次に、図5を参照して、本発明の漏話低減効果について説明する。図5は、本発明の交差構造(b)を、従来の方向性結合器(a)と対比して示す図である。図5に示すように、方向性結合器そのものは、従来のものと類似の構成を有しているが、本発明の交差構造(b)は、従来の方向性結合器(a)とは、入力・出力ポートの取り方が異なっている。従来の方向性結合器は、主経路を1-2’としたとき、出力端2(バー端)に漏話がある。交差構造にとって、出力バー端への漏話が小さいことが最も重要であり、従来の方向性結合器の入出力では、製造誤差を考えたとき、交差構造としての要求を満たすことができない。
図6に、交差を含むPLCの例を示す。(a)は2×2スイッチを9個用いたマトリックススイッチの場合であり、破線で囲んだ4箇所の交差がある。(b)は6個の1×3スイッチで構成した3×3スイッチであり、交差は9箇所である。(c)は、3波長のアレイ分・合波器と1×2スイッチで構成した波長選択スイッチであり、3箇所の交差を含む。図としての見安さのために、ポート数や波長数は小規模にしたが、入出力ポート数や波長数が多いPLCの場合、含まれる交差数も当然、多くなる。交差ひとつ当たりの損失が小さいことは、PLC全体としての挿入損を小さくするために必要である。また、このPLCが、現実的に作製できるサイズに収まるためには、交差ひとつ当たりの寸法は小さいことが望ましい。
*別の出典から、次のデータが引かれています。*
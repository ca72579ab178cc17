use std::{fs::File, io::BufReader, io::Cursor, io::Read, sync::Arc};

use rodio::Source;
use rodio::{Decoder, OutputStream, OutputStreamHandle, Sink};
use tracing::{debug, warn};

use crate::core::doors::{DoorEvent, DoorState};

const DOOR_SOUNDS: &[&str] = &[
    "assets/sounds/door.wav",
    "assets/sounds/door_slide.wav",
    "assets/sounds/door.ogg",
];

fn load_bytes(path: &str) -> Option<Vec<u8>> {
    let mut f = File::open(path).ok()?;
    let mut buf = Vec::new();
    f.read_to_end(&mut buf).ok()?;
    Some(buf)
}

fn load_bytes_any(paths: &[&str]) -> Option<Vec<u8>> {
    paths.iter().find_map(|p| load_bytes(p))
}

/// Whether a door transition should make a sound: only when it starts moving.
pub fn is_audible(event: &DoorEvent) -> bool {
    matches!(event.to, DoorState::Opening | DoorState::Closing)
}

/// Door sound effects. Construction fails quietly without an output device,
/// and a missing sound file just means silence.
pub struct AudioManager {
    _stream: OutputStream,
    handle: OutputStreamHandle,
    door: Option<Arc<Vec<u8>>>,
    volume: f32,
}

impl AudioManager {
    pub fn new() -> Option<Self> {
        let (_stream, handle) = match OutputStream::try_default() {
            Ok(pair) => pair,
            Err(e) => {
                warn!(error = %e, "no audio output, running silent");
                return None;
            }
        };
        let door = load_bytes_any(DOOR_SOUNDS).map(Arc::new);
        if door.is_none() {
            debug!("no door sound found");
        }
        Some(Self { _stream, handle, door, volume: 0.6 })
    }

    pub fn play_door(&self) {
        // own sink per play so overlapping doors all sound
        let Some(d) = self.door.clone() else { return };
        if let Ok(dec) = Decoder::new(BufReader::new(Cursor::new(d.as_ref().clone()))) {
            if let Ok(sink) = Sink::try_new(&self.handle) {
                sink.append(dec.amplify(self.volume.clamp(0.0, 2.0)));
                sink.detach();
            }
        }
    }

    pub fn on_door_events(&self, events: &[DoorEvent]) {
        for ev in events.iter().filter(|e| is_audible(e)) {
            debug!(door = ev.index, "door sound");
            self.play_door();
        }
    }
}

#[cfg(test)]
mod tests {
    use super::*;

    fn ev(from: DoorState, to: DoorState) -> DoorEvent {
        DoorEvent { index: 0, cell: (1, 1), from, to }
    }

    #[test]
    fn only_motion_starts_are_audible() {
        assert!(is_audible(&ev(DoorState::Closed, DoorState::Opening)));
        assert!(is_audible(&ev(DoorState::Open, DoorState::Closing)));
        assert!(is_audible(&ev(DoorState::Opening, DoorState::Closing)));
        assert!(!is_audible(&ev(DoorState::Opening, DoorState::Open)));
        assert!(!is_audible(&ev(DoorState::Closing, DoorState::Closed)));
    }

    #[test]
    fn missing_files_load_nothing() {
        assert!(load_bytes_any(&["does/not/exist.wav"]).is_none());
    }
}
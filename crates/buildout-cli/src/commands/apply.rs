use super::{
    colorize_outcome, describe, json_pretty, spin_fail, spin_ok, spinner, GlobalOptions,
    EXIT_SUCCESS,
};
use buildout_core::{Engine, RecipeRegistry};
use std::io::{stderr, IsTerminal};

pub fn run(opts: &GlobalOptions, parts: &[String]) -> Result<u8, String> {
    let config = opts.load_config()?;
    let registry = RecipeRegistry::with_builtins().map_err(|e| describe(&e))?;
    let mut engine = Engine::new(&config, &registry).map_err(|e| describe(&e))?;

    let pb = (!opts.json && stderr().is_terminal()).then(|| spinner("applying buildout..."));
    let report = match engine.apply(parts) {
        Ok(report) => {
            if let Some(pb) = &pb {
                spin_ok(pb, "buildout applied");
            }
            report
        }
        Err(e) => {
            if let Some(pb) = &pb {
                spin_fail(pb, "buildout failed");
            }
            return Err(describe(&e));
        }
    };

    if opts.json {
        println!("{}", json_pretty(&report)?);
        return Ok(EXIT_SUCCESS);
    }

    if report.recovered > 0 {
        println!("rolled back {} interrupted operation(s)", report.recovered);
    }
    for part in &report.parts {
        println!("{} {}", colorize_outcome(part.outcome), part.part);
    }
    if report.parts.is_empty() {
        println!("no parts to install");
    }
    if engine.settings().show_picked_versions && !report.picked.is_empty() {
        println!("\n[versions]");
        for (project, version) in &report.picked {
            println!("{project} = {version}");
        }
    }
    Ok(EXIT_SUCCESS)
}
//! Boolean gating expressions for `[section: expression]` headers.
//!
//! The language has identifiers naming environment facts,
//! `not`/`and`/`or`, parentheses, `true`/`false`, and `fact == "literal"` /
//! `fact != "literal"` against string facts.

use std::collections::BTreeMap;

/// Facts about the running platform that gating expressions may test.
#[derive(Debug, Clone, PartialEq, Eq)]
pub struct EnvironmentFacts {
    flags: BTreeMap<String, bool>,
    values: BTreeMap<String, String>,
}

impl Default for EnvironmentFacts {
    fn default() -> Self {
        Self::detect()
    }
}

impl EnvironmentFacts {
    /// Facts with nothing defined. Useful as a base for tests.
    pub fn empty() -> Self {
        Self {
            flags: BTreeMap::new(),
            values: BTreeMap::new(),
        }
    }

    /// Facts for the platform this binary was compiled for.
    pub fn detect() -> Self {
        use std::env::consts::{ARCH, FAMILY, OS};

        let mut facts = Self::empty()
            .with_flag("linux", OS == "linux")
            .with_flag("macosx", OS == "macos")
            .with_flag("windows", OS == "windows")
            .with_flag("posix", FAMILY == "unix")
            .with_flag("unix", FAMILY == "unix")
            .with_flag("bits32", cfg!(target_pointer_width = "32"))
            .with_flag("bits64", cfg!(target_pointer_width = "64"))
            .with_flag("little_endian", cfg!(target_endian = "little"))
            .with_flag("big_endian", cfg!(target_endian = "big"))
            .with_flag("x86_64", ARCH == "x86_64")
            .with_flag("aarch64", ARCH == "aarch64")
            .with_flag("rust", true);
        facts = facts
            .with_value("os", OS)
            .with_value("arch", ARCH)
            .with_value("family", FAMILY);
        facts
    }

    #[must_use]
    pub fn with_flag(mut self, name: &str, value: bool) -> Self {
        self.flags.insert(name.to_owned(), value);
        self
    }

    #[must_use]
    pub fn with_value(mut self, name: &str, value: &str) -> Self {
        self.values.insert(name.to_owned(), value.to_owned());
        self
    }

    pub fn flag(&self, name: &str) -> Option<bool> {
        self.flags.get(name).copied()
    }

    pub fn value(&self, name: &str) -> Option<&str> {
        self.values.get(name).map(String::as_str)
    }

    /// Evaluate a gating expression. The error string explains why the
    /// expression was rejected; callers attach location information.
    pub fn evaluate(&self, expression: &str) -> Result<bool, String> {
        let tokens = tokenize(expression)?;
        if tokens.is_empty() {
            return Err("empty expression".to_owned());
        }
        let mut parser = Parser {
            tokens: &tokens,
            pos: 0,
            facts: self,
        };
        let value = parser.or_expr()?;
        if parser.pos != tokens.len() {
            return Err(format!("unexpected token {}", tokens[parser.pos]));
        }
        Ok(value)
    }
}

#[derive(Debug, Clone, PartialEq, Eq)]
enum Token {
    Ident(String),
    Str(String),
    Eq,
    Ne,
    LParen,
    RParen,
}

impl std::fmt::Display for Token {
    fn fmt(&self, f: &mut std::fmt::Formatter<'_>) -> std::fmt::Result {
        match self {
            Token::Ident(s) => write!(f, "'{s}'"),
            Token::Str(s) => write!(f, "\"{s}\""),
            Token::Eq => f.write_str("'=='"),
            Token::Ne => f.write_str("'!='"),
            Token::LParen => f.write_str("'('"),
            Token::RParen => f.write_str("')'"),
        }
    }
}

fn tokenize(input: &str) -> Result<Vec<Token>, String> {
    let mut tokens = Vec::new();
    let mut chars = input.char_indices().peekable();

    while let Some(&(i, c)) = chars.peek() {
        match c {
            c if c.is_whitespace() => {
                chars.next();
            }
            '(' => {
                tokens.push(Token::LParen);
                chars.next();
            }
            ')' => {
                tokens.push(Token::RParen);
                chars.next();
            }
            '=' | '!' => {
                chars.next();
                match chars.next() {
                    Some((_, '=')) => tokens.push(if c == '=' { Token::Eq } else { Token::Ne }),
                    _ => return Err(format!("expected '=' after '{c}' at offset {i}")),
                }
            }
            '"' | '\'' => {
                chars.next();
                let mut literal = String::new();
                let mut closed = false;
                for (_, ch) in chars.by_ref() {
                    if ch == c {
                        closed = true;
                        break;
                    }
                    literal.push(ch);
                }
                if !closed {
                    return Err(format!("unterminated string literal at offset {i}"));
                }
                tokens.push(Token::Str(literal));
            }
            c if c.is_ascii_alphabetic() || c == '_' => {
                let mut ident = String::new();
                while let Some(&(_, ch)) = chars.peek() {
                    if ch.is_ascii_alphanumeric() || ch == '_' {
                        ident.push(ch);
                        chars.next();
                    } else {
                        break;
                    }
                }
                tokens.push(Token::Ident(ident));
            }
            other => return Err(format!("unexpected character '{other}' at offset {i}")),
        }
    }
    Ok(tokens)
}

struct Parser<'a> {
    tokens: &'a [Token],
    pos: usize,
    facts: &'a EnvironmentFacts,
}

impl Parser<'_> {
    fn peek_keyword(&self, keyword: &str) -> bool {
        matches!(self.tokens.get(self.pos), Some(Token::Ident(s)) if s.eq_ignore_ascii_case(keyword))
    }

    fn or_expr(&mut self) -> Result<bool, String> {
        let mut value = self.and_expr()?;
        while self.peek_keyword("or") {
            self.pos += 1;
            let rhs = self.and_expr()?;
            value = value || rhs;
        }
        Ok(value)
    }

    fn and_expr(&mut self) -> Result<bool, String> {
        let mut value = self.unary()?;
        while self.peek_keyword("and") {
            self.pos += 1;
            let rhs = self.unary()?;
            value = value && rhs;
        }
        Ok(value)
    }

    fn unary(&mut self) -> Result<bool, String> {
        if self.peek_keyword("not") {
            self.pos += 1;
            return Ok(!self.unary()?);
        }
        self.primary()
    }

    fn primary(&mut self) -> Result<bool, String> {
        let Some(token) = self.tokens.get(self.pos) else {
            return Err("unexpected end of expression".to_owned());
        };
        self.pos += 1;
        match token {
            Token::LParen => {
                let value = self.or_expr()?;
                match self.tokens.get(self.pos) {
                    Some(Token::RParen) => {
                        self.pos += 1;
                        Ok(value)
                    }
                    _ => Err("missing ')'".to_owned()),
                }
            }
            Token::Ident(name) if name.eq_ignore_ascii_case("true") => Ok(true),
            Token::Ident(name) if name.eq_ignore_ascii_case("false") => Ok(false),
            Token::Ident(name) => match self.tokens.get(self.pos) {
                Some(op @ (Token::Eq | Token::Ne)) => {
                    self.pos += 1;
                    let Some(Token::Str(literal)) = self.tokens.get(self.pos) else {
                        return Err(format!("expected a string literal after {op}"));
                    };
                    self.pos += 1;
                    let actual = self
                        .facts
                        .value(name)
                        .ok_or_else(|| format!("unknown value '{name}'"))?;
                    let equal = actual == literal;
                    Ok(if *op == Token::Eq { equal } else { !equal })
                }
                _ => self
                    .facts
                    .flag(name)
                    .ok_or_else(|| format!("unknown name '{name}'")),
            },
            other => Err(format!("unexpected token {other}")),
        }
    }
}

#[cfg(test)]
mod tests {
    use super::*;

    fn facts() -> EnvironmentFacts {
        EnvironmentFacts::empty()
            .with_flag("linux", true)
            .with_flag("windows", false)
            .with_flag("bits64", true)
            .with_value("os", "linux")
    }

    #[test]
    fn single_flag() {
        assert!(facts().evaluate("linux").unwrap());
        assert!(!facts().evaluate("windows").unwrap());
    }

    #[test]
    fn boolean_operators_and_precedence() {
        let f = facts();
        assert!(f.evaluate("windows or linux and bits64").unwrap());
        assert!(!f.evaluate("(windows or linux) and not bits64").unwrap());
        assert!(f.evaluate("not windows").unwrap());
        assert!(f.evaluate("True and linux").unwrap());
        assert!(!f.evaluate("false").unwrap());
    }

    #[test]
    fn string_comparisons() {
        let f = facts();
        assert!(f.evaluate("os == \"linux\"").unwrap());
        assert!(f.evaluate("os != 'darwin'").unwrap());
        assert!(!f.evaluate("os == 'darwin'").unwrap());
    }

    #[test]
    fn rejects_unknown_names() {
        let err = facts().evaluate("solaris").unwrap_err();
        assert!(err.contains("solaris"));
    }

    #[test]
    fn rejects_malformed_expressions() {
        let f = facts();
        assert!(f.evaluate("").is_err());
        assert!(f.evaluate("(linux").is_err());
        assert!(f.evaluate("linux windows").is_err());
        assert!(f.evaluate("linux = 'x'").is_err());
        assert!(f.evaluate("os == linux").is_err());
        assert!(f.evaluate("os == 'unterminated").is_err());
        assert!(f.evaluate("sys.platform").is_err());
    }

    #[test]
    fn detected_facts_are_consistent() {
        let f = EnvironmentFacts::detect();
        assert_ne!(f.flag("bits32"), f.flag("bits64"));
        assert_ne!(f.flag("little_endian"), f.flag("big_endian"));
        assert_eq!(f.flag("rust"), Some(true));
        assert!(f.value("os").is_some());
    }
}
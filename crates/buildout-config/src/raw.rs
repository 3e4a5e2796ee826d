//! Unresolved configuration data with provenance.
//!
//! `RawConfigData` is what the parser produces for one file and what the
//! loader hands to the resolver after merging a whole `extends` chain.
//! Values are plain strings; `${...}` tokens are left untouched here.

use serde::Serialize;
use std::collections::BTreeMap;
use std::fmt;
use std::path::PathBuf;

/// Where a value came from.
#[derive(Debug, Clone, PartialEq, Eq, Serialize)]
pub enum Provenance {
    File(PathBuf),
    Default,
    Override,
    Computed,
}

impl fmt::Display for Provenance {
    fn fmt(&self, f: &mut fmt::Formatter<'_>) -> fmt::Result {
        match self {
            Provenance::File(path) => write!(f, "{}", path.display()),
            Provenance::Default => f.write_str("DEFAULT_VALUE"),
            Provenance::Override => f.write_str("COMMAND_LINE_VALUE"),
            Provenance::Computed => f.write_str("COMPUTED_VALUE"),
        }
    }
}

/// How a line in a configuration file touched an option.
#[derive(Debug, Clone, Copy, PartialEq, Eq, Serialize)]
pub enum EditOp {
    Assign,
    Append,
    Remove,
}

impl fmt::Display for EditOp {
    fn fmt(&self, f: &mut fmt::Formatter<'_>) -> fmt::Result {
        match self {
            EditOp::Assign => f.write_str("="),
            EditOp::Append => f.write_str("+="),
            EditOp::Remove => f.write_str("-="),
        }
    }
}

/// One contribution to an option's final value.
#[derive(Debug, Clone, PartialEq, Eq, Serialize)]
pub struct Annotation {
    pub op: EditOp,
    pub origin: Provenance,
}

impl fmt::Display for Annotation {
    fn fmt(&self, f: &mut fmt::Formatter<'_>) -> fmt::Result {
        match self.op {
            EditOp::Assign => write!(f, "{}", self.origin),
            op => write!(f, "{op} {}", self.origin),
        }
    }
}

/// An option value plus the chain of edits that produced it.
#[derive(Debug, Clone, PartialEq, Eq, Serialize)]
pub struct RawValue {
    pub value: String,
    pub origin: Provenance,
    pub history: Vec<Annotation>,
}

impl RawValue {
    pub fn new(value: impl Into<String>, origin: Provenance) -> Self {
        Self {
            value: value.into(),
            history: vec![Annotation {
                op: EditOp::Assign,
                origin: origin.clone(),
            }],
            origin,
        }
    }

    fn implicit(origin: &Provenance) -> Self {
        Self {
            value: String::new(),
            origin: origin.clone(),
            history: Vec::new(),
        }
    }

    fn record(&mut self, op: EditOp, origin: &Provenance) {
        self.origin = origin.clone();
        self.history.push(Annotation {
            op,
            origin: origin.clone(),
        });
    }
}

/// Pending `+=` / `-=` operands for one option, not yet applied to a base.
#[derive(Debug, Clone, Default, PartialEq, Eq)]
pub struct PendingEdit {
    pub append: Option<(String, Provenance)>,
    pub remove: Option<(String, Provenance)>,
}

impl PendingEdit {
    pub fn push(&mut self, op: EditOp, value: &str, origin: &Provenance) {
        let slot = match op {
            EditOp::Append => &mut self.append,
            EditOp::Remove => &mut self.remove,
            EditOp::Assign => return,
        };
        match slot {
            Some((existing, prov)) => {
                *existing = join_lines(existing, value);
                *prov = origin.clone();
            }
            None => *slot = Some((value.to_owned(), origin.clone())),
        }
    }
}

#[derive(Debug, Clone, Default, PartialEq, Eq)]
pub struct RawSection {
    pub options: BTreeMap<String, RawValue>,
    pub edits: BTreeMap<String, PendingEdit>,
}

impl RawSection {
    pub fn get(&self, key: &str) -> Option<&RawValue> {
        self.options.get(key)
    }

    pub fn insert(&mut self, key: impl Into<String>, value: RawValue) {
        self.options.insert(key.into(), value);
    }

    pub fn is_empty(&self) -> bool {
        self.options.is_empty() && self.edits.is_empty()
    }

    /// Overlay `overlay` onto `self`, returning the combined section.
    ///
    /// Plain keys in `overlay` replace keys in `self`. Edit operators take
    /// their base from `overlay`'s own plain key when present, else from
    /// `self`, else from the empty string; appends run before removals.
    pub fn overlaid_with(&self, overlay: &RawSection) -> RawSection {
        let mut options = self.options.clone();
        let mut own = overlay.options.clone();

        for (key, edit) in &overlay.edits {
            let origin = edit
                .append
                .as_ref()
                .or(edit.remove.as_ref())
                .map_or(Provenance::Computed, |(_, p)| p.clone());
            let mut value = own
                .get(key)
                .or_else(|| self.options.get(key))
                .cloned()
                .unwrap_or_else(|| RawValue::implicit(&origin));

            if let Some((operand, prov)) = &edit.append {
                value.value = join_lines(&value.value, operand);
                value.record(EditOp::Append, prov);
            }
            if let Some((operand, prov)) = &edit.remove {
                value.value = remove_lines(&value.value, operand);
                value.record(EditOp::Remove, prov);
            }
            own.insert(key.clone(), value);
        }

        options.extend(own);
        RawSection {
            options,
            edits: BTreeMap::new(),
        }
    }
}

/// Section name → options, as produced by the parser or the loader.
#[derive(Debug, Clone, Default, PartialEq, Eq)]
pub struct RawConfigData {
    sections: BTreeMap<String, RawSection>,
}

impl RawConfigData {
    pub fn new() -> Self {
        Self::default()
    }

    pub fn section(&self, name: &str) -> Option<&RawSection> {
        self.sections.get(name)
    }

    pub fn section_mut(&mut self, name: &str) -> &mut RawSection {
        self.sections.entry(name.to_owned()).or_default()
    }

    pub fn sections(&self) -> impl Iterator<Item = (&String, &RawSection)> {
        self.sections.iter()
    }

    pub fn section_names(&self) -> Vec<String> {
        self.sections.keys().cloned().collect()
    }

    pub fn contains_section(&self, name: &str) -> bool {
        self.sections.contains_key(name)
    }

    pub fn get(&self, section: &str, option: &str) -> Option<&RawValue> {
        self.sections.get(section).and_then(|s| s.get(option))
    }

    pub fn set(&mut self, section: &str, option: &str, value: RawValue) {
        self.section_mut(section).insert(option, value);
    }

    /// Remove and return a plain option, e.g. `buildout:extends` after it
    /// has been followed.
    pub fn take(&mut self, section: &str, option: &str) -> Option<RawValue> {
        self.sections
            .get_mut(section)
            .and_then(|s| s.options.remove(option))
    }

    /// Merge `overlay` on top of `self`. Sections only in `self` are kept
    /// as they are; sections in `overlay` are combined key by key.
    #[must_use]
    pub fn merged_with(&self, overlay: &RawConfigData) -> RawConfigData {
        let mut sections = self.sections.clone();
        for (name, over) in &overlay.sections {
            let merged = match self.sections.get(name) {
                Some(base) => base.overlaid_with(over),
                None => RawSection::default().overlaid_with(over),
            };
            sections.insert(name.clone(), merged);
        }
        RawConfigData { sections }
    }

    /// Whether any `+=` / `-=` operand is still waiting for a base value.
    pub fn has_pending_edits(&self) -> bool {
        self.sections.values().any(|s| !s.edits.is_empty())
    }
}

/// Join two newline-separated line lists, base lines first.
pub fn join_lines(base: &str, added: &str) -> String {
    let mut lines: Vec<&str> = base.split('\n').filter(|l| !l.trim().is_empty()).collect();
    lines.extend(added.split('\n').filter(|l| !l.trim().is_empty()));
    lines.join("\n")
}

/// Drop every line of `base` that appears (trimmed) in `removed`.
pub fn remove_lines(base: &str, removed: &str) -> String {
    let drop: Vec<&str> = removed.split('\n').map(str::trim).collect();
    base.split('\n')
        .filter(|l| !l.trim().is_empty() && !drop.contains(&l.trim()))
        .collect::<Vec<_>>()
        .join("\n")
}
このように、現在、石英PLCが用いられているROADM、OXCや波長XCと呼ばれる通信機器の、将来の小型化に本発明は利用される。

Claims (3)

  1. 第1及び第2の入力端子、及び第1及び第2の出力端子を有し、第1の出力端子は第1の入力端子にとってバー端として利用する一方第2の入力端子にとってクロス端として利用し、第2の出力端子は第2の入力端子にとってバー端として利用する一方第1の入力端子にとってクロス端として利用し、一方の入力端子から他方の入力端子へ透過する光電力を限りなく小さくし、かつ、光電力は第1及び第2の入力端子のそれぞれからバー端へ分配されずに、クロス端にのみ分配するように構成した光導波路交差構造において、
    両端でそれぞれ第1及び第2の入力端子に接続された第1の導波路と、両端でそれぞれ第1及び第2の出力端子に接続された第2の導波路とを備え、
    前記第1の導波路と第2の導波路は近接して併走する区間を有して、この区間で方向性結合を生じ、第1の入力端子から入力した光は、相対する導波路に移行して、第2の出力端子から出力され、かつ、第2の入力端子から入力した光は、相対する導波路に移行して、第1の出力端子から出力されることから成る光導波路交差構造。
  2. 下部クラッド層の上に、2本の導波路コアのそれぞれとして所定幅及び所定厚さを有するシリコン細線を成膜し、かつ、該シリコン細線を覆う上部クラッド層を成膜した請求項1に記載の光導波路交差構造。
  3. 前記第1の導波路と第2の導波路が近接して併走する区間の前後に、所定の曲率半径R及び所定の曲げ角θを有する曲げ部分を設けた請求項1又は2に記載の光導波路交差構造。